TASK MATERIAL:
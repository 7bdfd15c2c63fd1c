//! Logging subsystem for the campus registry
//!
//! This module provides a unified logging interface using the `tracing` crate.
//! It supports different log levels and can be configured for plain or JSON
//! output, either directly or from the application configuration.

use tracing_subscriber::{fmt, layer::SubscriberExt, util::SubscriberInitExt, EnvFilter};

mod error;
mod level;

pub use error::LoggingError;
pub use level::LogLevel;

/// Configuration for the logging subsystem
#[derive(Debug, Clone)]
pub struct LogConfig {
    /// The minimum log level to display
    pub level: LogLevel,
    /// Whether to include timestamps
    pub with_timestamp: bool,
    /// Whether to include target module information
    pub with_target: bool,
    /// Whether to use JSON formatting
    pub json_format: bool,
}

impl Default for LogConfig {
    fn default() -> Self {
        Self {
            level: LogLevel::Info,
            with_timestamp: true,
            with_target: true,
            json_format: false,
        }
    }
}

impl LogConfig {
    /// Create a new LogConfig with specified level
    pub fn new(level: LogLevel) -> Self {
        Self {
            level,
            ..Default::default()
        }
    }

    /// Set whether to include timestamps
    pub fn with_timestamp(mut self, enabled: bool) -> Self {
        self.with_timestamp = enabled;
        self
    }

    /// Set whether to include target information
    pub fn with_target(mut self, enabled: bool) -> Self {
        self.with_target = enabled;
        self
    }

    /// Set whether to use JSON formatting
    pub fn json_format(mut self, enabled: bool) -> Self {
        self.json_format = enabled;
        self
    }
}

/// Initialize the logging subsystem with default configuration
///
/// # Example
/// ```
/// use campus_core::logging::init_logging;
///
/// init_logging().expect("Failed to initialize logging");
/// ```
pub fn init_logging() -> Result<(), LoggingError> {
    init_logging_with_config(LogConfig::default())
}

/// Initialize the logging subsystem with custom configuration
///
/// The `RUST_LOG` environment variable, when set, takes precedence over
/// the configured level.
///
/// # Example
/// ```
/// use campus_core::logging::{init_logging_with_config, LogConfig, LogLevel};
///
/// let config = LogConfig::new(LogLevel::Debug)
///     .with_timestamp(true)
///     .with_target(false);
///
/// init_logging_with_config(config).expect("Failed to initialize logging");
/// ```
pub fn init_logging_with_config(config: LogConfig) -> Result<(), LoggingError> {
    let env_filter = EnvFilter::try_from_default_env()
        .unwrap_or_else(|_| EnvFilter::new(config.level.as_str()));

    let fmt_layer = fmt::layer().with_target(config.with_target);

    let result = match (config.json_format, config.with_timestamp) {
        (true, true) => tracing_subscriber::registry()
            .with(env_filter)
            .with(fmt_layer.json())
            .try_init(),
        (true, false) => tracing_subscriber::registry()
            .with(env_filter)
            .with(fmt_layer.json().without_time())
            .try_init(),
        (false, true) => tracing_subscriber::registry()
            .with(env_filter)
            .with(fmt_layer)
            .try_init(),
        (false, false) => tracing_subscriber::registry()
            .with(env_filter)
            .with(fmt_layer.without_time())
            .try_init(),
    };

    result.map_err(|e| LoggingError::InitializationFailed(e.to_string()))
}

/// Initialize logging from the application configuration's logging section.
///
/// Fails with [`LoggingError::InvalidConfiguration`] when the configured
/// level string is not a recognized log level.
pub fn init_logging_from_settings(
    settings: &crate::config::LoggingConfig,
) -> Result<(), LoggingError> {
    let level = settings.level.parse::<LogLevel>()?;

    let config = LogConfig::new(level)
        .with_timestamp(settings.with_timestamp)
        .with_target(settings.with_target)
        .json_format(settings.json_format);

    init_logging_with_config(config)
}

ACTIVITY: Show the lines from the data above that contain the string "expect".

TASK RESPONSE:
/// init_logging().expect("Failed to initialize logging");
/// init_logging_with_config(config).expect("Failed to initialize logging");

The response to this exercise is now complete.